◆ PROBLEM
Within these entries, which lines include the string "EnvFilter"? Copy each one.

Saved entries:

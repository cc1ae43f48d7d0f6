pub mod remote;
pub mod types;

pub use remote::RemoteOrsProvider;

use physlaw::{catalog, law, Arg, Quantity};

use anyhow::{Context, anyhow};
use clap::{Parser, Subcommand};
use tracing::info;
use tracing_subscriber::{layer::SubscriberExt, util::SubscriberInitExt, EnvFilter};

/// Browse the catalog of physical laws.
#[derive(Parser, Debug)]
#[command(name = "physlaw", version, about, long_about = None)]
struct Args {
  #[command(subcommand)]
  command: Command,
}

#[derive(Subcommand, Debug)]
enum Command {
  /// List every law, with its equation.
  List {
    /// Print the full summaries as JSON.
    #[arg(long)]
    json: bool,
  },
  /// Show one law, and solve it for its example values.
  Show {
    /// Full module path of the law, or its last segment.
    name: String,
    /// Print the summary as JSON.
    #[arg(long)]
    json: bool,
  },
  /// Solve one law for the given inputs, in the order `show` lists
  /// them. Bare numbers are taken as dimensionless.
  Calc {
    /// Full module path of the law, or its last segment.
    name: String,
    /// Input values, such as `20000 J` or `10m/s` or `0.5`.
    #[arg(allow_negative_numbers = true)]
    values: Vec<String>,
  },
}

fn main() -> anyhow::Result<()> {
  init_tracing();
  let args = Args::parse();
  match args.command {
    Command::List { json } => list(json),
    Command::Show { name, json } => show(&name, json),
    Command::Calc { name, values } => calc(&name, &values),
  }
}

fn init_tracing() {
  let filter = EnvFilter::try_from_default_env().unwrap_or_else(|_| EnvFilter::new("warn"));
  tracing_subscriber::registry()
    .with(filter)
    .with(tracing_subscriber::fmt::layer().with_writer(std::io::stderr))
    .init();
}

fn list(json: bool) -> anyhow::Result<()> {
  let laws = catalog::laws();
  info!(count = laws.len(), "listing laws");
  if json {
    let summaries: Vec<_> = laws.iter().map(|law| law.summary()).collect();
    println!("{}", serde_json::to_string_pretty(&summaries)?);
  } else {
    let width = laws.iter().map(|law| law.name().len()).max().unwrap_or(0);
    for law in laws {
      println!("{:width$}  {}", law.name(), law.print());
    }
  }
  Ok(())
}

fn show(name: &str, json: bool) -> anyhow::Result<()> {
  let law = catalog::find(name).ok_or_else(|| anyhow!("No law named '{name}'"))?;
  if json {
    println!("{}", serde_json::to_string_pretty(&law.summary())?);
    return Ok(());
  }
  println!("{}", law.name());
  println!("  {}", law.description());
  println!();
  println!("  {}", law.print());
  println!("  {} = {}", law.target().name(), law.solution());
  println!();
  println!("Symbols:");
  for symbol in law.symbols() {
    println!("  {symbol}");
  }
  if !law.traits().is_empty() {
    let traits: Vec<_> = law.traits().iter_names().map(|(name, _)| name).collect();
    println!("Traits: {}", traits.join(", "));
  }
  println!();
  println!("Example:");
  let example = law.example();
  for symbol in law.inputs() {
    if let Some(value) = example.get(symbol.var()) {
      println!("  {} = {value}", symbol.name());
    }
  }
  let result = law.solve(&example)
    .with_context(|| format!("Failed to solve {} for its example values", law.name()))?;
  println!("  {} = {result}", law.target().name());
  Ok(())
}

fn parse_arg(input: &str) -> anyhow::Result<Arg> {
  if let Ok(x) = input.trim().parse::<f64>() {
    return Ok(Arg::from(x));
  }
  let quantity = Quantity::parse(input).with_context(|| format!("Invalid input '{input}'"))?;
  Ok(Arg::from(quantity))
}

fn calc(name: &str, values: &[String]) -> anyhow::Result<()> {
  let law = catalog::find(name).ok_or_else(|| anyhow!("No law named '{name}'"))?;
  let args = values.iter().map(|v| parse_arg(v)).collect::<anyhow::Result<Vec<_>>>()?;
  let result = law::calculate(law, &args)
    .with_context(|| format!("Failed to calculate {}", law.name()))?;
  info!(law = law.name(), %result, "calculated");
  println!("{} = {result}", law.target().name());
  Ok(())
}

◆ ANSWER FOR THE TASK
use tracing_subscriber::{layer::SubscriberExt, util::SubscriberInitExt, EnvFilter};
  let filter = EnvFilter::try_from_default_env().unwrap_or_else(|_| EnvFilter::new("warn"));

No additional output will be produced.